■ PROVIDED RECORDS ■
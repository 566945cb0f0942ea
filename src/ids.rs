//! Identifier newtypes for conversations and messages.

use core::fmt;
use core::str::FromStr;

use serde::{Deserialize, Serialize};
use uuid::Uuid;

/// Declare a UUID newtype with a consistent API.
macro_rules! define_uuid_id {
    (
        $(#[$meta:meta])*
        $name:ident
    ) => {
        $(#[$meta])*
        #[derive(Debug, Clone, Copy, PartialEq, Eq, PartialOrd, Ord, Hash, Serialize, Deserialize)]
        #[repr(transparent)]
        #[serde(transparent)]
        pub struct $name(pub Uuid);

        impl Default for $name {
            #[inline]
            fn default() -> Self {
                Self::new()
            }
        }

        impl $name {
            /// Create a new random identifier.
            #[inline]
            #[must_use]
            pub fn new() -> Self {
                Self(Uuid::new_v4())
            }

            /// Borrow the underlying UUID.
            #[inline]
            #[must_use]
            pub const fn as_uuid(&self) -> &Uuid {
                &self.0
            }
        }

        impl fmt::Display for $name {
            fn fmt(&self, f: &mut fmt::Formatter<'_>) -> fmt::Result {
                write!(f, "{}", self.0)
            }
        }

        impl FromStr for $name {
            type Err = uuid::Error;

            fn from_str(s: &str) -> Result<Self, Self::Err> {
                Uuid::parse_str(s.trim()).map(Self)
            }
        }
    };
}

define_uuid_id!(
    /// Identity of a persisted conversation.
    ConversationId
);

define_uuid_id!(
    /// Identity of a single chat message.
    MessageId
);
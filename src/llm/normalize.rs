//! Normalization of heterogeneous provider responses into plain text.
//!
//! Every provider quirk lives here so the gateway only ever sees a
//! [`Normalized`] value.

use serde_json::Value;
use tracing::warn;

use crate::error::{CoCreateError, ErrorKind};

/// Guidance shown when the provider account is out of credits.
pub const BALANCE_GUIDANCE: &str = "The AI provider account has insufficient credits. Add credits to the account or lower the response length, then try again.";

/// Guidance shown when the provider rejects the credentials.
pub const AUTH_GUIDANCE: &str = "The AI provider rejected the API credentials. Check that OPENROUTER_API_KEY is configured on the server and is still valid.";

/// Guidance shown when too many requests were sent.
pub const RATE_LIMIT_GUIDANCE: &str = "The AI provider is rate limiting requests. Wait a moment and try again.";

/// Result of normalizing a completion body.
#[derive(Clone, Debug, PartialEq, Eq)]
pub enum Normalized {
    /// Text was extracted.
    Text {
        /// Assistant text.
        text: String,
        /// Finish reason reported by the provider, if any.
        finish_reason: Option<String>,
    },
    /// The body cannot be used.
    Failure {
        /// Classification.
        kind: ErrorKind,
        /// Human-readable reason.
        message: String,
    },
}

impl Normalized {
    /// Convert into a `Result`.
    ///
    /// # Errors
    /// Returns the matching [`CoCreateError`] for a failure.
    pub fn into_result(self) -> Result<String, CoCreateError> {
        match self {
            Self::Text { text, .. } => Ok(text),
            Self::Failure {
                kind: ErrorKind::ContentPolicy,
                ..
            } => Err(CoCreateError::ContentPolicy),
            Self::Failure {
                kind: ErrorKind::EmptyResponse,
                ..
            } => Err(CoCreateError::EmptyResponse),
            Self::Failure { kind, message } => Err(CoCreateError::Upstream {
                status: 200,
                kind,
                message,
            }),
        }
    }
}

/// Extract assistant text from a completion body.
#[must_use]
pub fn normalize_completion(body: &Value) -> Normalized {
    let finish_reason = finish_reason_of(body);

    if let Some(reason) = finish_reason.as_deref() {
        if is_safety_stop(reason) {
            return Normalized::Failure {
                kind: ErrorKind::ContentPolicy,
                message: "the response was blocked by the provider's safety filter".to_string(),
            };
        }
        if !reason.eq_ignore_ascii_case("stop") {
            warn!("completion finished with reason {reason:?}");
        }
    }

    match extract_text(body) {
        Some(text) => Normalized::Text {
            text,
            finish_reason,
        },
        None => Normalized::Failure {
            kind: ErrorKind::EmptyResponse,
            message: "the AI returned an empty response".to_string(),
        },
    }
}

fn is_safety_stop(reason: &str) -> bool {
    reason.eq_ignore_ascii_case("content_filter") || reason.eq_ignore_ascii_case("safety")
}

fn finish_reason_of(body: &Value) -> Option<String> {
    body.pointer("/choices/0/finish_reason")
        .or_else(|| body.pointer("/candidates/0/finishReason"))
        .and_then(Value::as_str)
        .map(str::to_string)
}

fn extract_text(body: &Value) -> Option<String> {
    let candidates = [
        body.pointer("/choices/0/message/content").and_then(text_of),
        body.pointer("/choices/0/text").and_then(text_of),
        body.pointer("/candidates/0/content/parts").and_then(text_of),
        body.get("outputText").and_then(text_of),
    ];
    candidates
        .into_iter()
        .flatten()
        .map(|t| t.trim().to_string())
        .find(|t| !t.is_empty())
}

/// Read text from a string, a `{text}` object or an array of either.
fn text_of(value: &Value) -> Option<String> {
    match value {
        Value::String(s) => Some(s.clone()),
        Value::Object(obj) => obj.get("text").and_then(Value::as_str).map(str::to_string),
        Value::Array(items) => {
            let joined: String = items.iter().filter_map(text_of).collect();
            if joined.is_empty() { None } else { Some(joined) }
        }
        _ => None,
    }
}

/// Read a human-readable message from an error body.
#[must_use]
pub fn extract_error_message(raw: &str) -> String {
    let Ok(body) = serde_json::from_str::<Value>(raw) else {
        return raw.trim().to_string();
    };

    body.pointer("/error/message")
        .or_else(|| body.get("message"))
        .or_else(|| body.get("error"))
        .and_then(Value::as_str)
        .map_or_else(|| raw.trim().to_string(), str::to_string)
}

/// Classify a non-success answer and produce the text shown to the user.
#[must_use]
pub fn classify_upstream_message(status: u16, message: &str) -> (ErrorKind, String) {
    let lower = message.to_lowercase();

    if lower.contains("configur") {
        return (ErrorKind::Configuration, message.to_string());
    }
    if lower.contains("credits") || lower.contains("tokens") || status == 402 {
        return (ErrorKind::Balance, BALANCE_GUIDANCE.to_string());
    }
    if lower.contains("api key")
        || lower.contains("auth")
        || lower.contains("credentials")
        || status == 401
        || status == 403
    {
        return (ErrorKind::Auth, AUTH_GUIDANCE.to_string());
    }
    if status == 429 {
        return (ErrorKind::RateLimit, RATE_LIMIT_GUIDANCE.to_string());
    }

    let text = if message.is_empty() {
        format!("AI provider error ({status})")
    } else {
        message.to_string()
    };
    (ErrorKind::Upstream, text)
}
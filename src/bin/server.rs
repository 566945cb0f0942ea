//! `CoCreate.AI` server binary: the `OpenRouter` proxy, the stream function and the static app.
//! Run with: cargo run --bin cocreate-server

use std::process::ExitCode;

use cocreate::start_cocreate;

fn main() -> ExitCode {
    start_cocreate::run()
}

■ YOUR GOAL ■
The whole listing should be copied verbatim.

■ RESULT ■
repository 566945cb0f0942ea
filename src/ids.rs
//! Identifier newtypes for conversations and messages.

use core::fmt;
use core::str::FromStr;

use serde::{Deserialize, Serialize};
use uuid::Uuid;

/// Declare a UUID newtype with a consistent API.
macro_rules! define_uuid_id {
    (
        $(#[$meta:meta])*
        $name:ident
    ) => {
        $(#[$meta])*
        #[derive(Debug, Clone, Copy, PartialEq, Eq, PartialOrd, Ord, Hash, Serialize, Deserialize)]
        #[repr(transparent)]
        #[serde(transparent)]
        pub struct $name(pub Uuid);

        impl Default for $name {
            #[inline]
            fn default() -> Self {
                Self::new()
            }
        }

        impl $name {
            /// Create a new random identifier.
            #[inline]
            #[must_use]
            pub fn new() -> Self {
                Self(Uuid::new_v4())
            }

            /// Borrow the underlying UUID.
            #[inline]
            #[must_use]
            pub const fn as_uuid(&self) -> &Uuid {
                &self.0
            }
        }

        impl fmt::Display for $name {
            fn fmt(&self, f: &mut fmt::Formatter<'_>) -> fmt::Result {
                write!(f, "{}", self.0)
            }
        }

        impl FromStr for $name {
            type Err = uuid::Error;

            fn from_str(s: &str) -> Result<Self, Self::Err> {
                Uuid::parse_str(s.trim()).map(Self)
            }
        }
    };
}

define_uuid_id!(
    /// Identity of a persisted conversation.
    ConversationId
);

define_uuid_id!(
    /// Identity of a single chat message.
    MessageId
);
filename src/llm/normalize.rs
//! Normalization of heterogeneous provider responses into plain text.
//!
//! Every provider quirk lives here so the gateway only ever sees a
//! [`Normalized`] value.

use serde_json::Value;
use tracing::warn;

use crate::error::{CoCreateError, ErrorKind};

/// Guidance shown when the provider account is out of credits.
pub const BALANCE_GUIDANCE: &str = "The AI provider account has insufficient credits. Add credits to the account or lower the response length, then try again.";

/// Guidance shown when the provider rejects the credentials.
pub const AUTH_GUIDANCE: &str = "The AI provider rejected the API credentials. Check that OPENROUTER_API_KEY is configured on the server and is still valid.";

/// Guidance shown when too many requests were sent.
pub const RATE_LIMIT_GUIDANCE: &str = "The AI provider is rate limiting requests. Wait a moment and try again.";

/// Result of normalizing a completion body.
#[derive(Clone, Debug, PartialEq, Eq)]
pub enum Normalized {
    /// Text was extracted.
    Text {
        /// Assistant text.
        text: String,
        /// Finish reason reported by the provider, if any.
        finish_reason: Option<String>,
    },
    /// The body cannot be used.
    Failure {
        /// Classification.
        kind: ErrorKind,
        /// Human-readable reason.
        message: String,
    },
}

impl Normalized {
    /// Convert into a `Result`.
    ///
    /// # Errors
    /// Returns the matching [`CoCreateError`] for a failure.
    pub fn into_result(self) -> Result<String, CoCreateError> {
        match self {
            Self::Text { text, .. } => Ok(text),
            Self::Failure {
                kind: ErrorKind::ContentPolicy,
                ..
            } => Err(CoCreateError::ContentPolicy),
            Self::Failure {
                kind: ErrorKind::EmptyResponse,
                ..
            } => Err(CoCreateError::EmptyResponse),
            Self::Failure { kind, message } => Err(CoCreateError::Upstream {
                status: 200,
                kind,
                message,
            }),
        }
    }
}

/// Extract assistant text from a completion body.
#[must_use]
pub fn normalize_completion(body: &Value) -> Normalized {
    let finish_reason = finish_reason_of(body);

    if let Some(reason) = finish_reason.as_deref() {
        if is_safety_stop(reason) {
            return Normalized::Failure {
                kind: ErrorKind::ContentPolicy,
                message: "the response was blocked by the provider's safety filter".to_string(),
            };
        }
        if !reason.eq_ignore_ascii_case("stop") {
            warn!("completion finished with reason {reason:?}");
        }
    }

    match extract_text(body) {
        Some(text) => Normalized::Text {
            text,
            finish_reason,
        },
        None => Normalized::Failure {
            kind: ErrorKind::EmptyResponse,
            message: "the AI returned an empty response".to_string(),
        },
    }
}

fn is_safety_stop(reason: &str) -> bool {
    reason.eq_ignore_ascii_case("content_filter") || reason.eq_ignore_ascii_case("safety")
}

fn finish_reason_of(body: &Value) -> Option<String> {
    body.pointer("/choices/0/finish_reason")
        .or_else(|| body.pointer("/candidates/0/finishReason"))
        .and_then(Value::as_str)
        .map(str::to_string)
}

fn extract_text(body: &Value) -> Option<String> {
    let candidates = [
        body.pointer("/choices/0/message/content").and_then(text_of),
        body.pointer("/choices/0/text").and_then(text_of),
        body.pointer("/candidates/0/content/parts").and_then(text_of),
        body.get("outputText").and_then(text_of),
    ];
    candidates
        .into_iter()
        .flatten()
        .map(|t| t.trim().to_string())
        .find(|t| !t.is_empty())
}

/// Read text from a string, a `{text}` object or an array of either.
fn text_of(value: &Value) -> Option<String> {
    match value {
        Value::String(s) => Some(s.clone()),
        Value::Object(obj) => obj.get("text").and_then(Value::as_str).map(str::to_string),
        Value::Array(items) => {
            let joined: String = items.iter().filter_map(text_of).collect();
            if joined.is_empty() { None } else { Some(joined) }
        }
        _ => None,
    }
}

/// Read a human-readable message from an error body.
#[must_use]
pub fn extract_error_message(raw: &str) -> String {
    let Ok(body) = serde_json::from_str::<Value>(raw) else {
        return raw.trim().to_string();
    };

    body.pointer("/error/message")
        .or_else(|| body.get("message"))
        .or_else(|| body.get("error"))
        .and_then(Value::as_str)
        .map_or_else(|| raw.trim().to_string(), str::to_string)
}

/// Classify a non-success answer and produce the text shown to the user.
#[must_use]
pub fn classify_upstream_message(status: u16, message: &str) -> (ErrorKind, String) {
    let lower = message.to_lowercase();

    if lower.contains("configur") {
        return (ErrorKind::Configuration, message.to_string());
    }
    if lower.contains("credits") || lower.contains("tokens") || status == 402 {
        return (ErrorKind::Balance, BALANCE_GUIDANCE.to_string());
    }
    if lower.contains("api key")
        || lower.contains("auth")
        || lower.contains("credentials")
        || status == 401
        || status == 403
    {
        return (ErrorKind::Auth, AUTH_GUIDANCE.to_string());
    }
    if status == 429 {
        return (ErrorKind::RateLimit, RATE_LIMIT_GUIDANCE.to_string());
    }

    let text = if message.is_empty() {
        format!("AI provider error ({status})")
    } else {
        message.to_string()
    };
    (ErrorKind::Upstream, text)
}
filename src/bin/server.rs
repository 566945cb0f0942ea
//! `CoCreate.AI` server binary: the `OpenRouter` proxy, the stream function and the static app.
//! Run with: cargo run --bin cocreate-server

use std::process::ExitCode;

use cocreate::start_cocreate;

fn main() -> ExitCode {
    start_cocreate::run()
}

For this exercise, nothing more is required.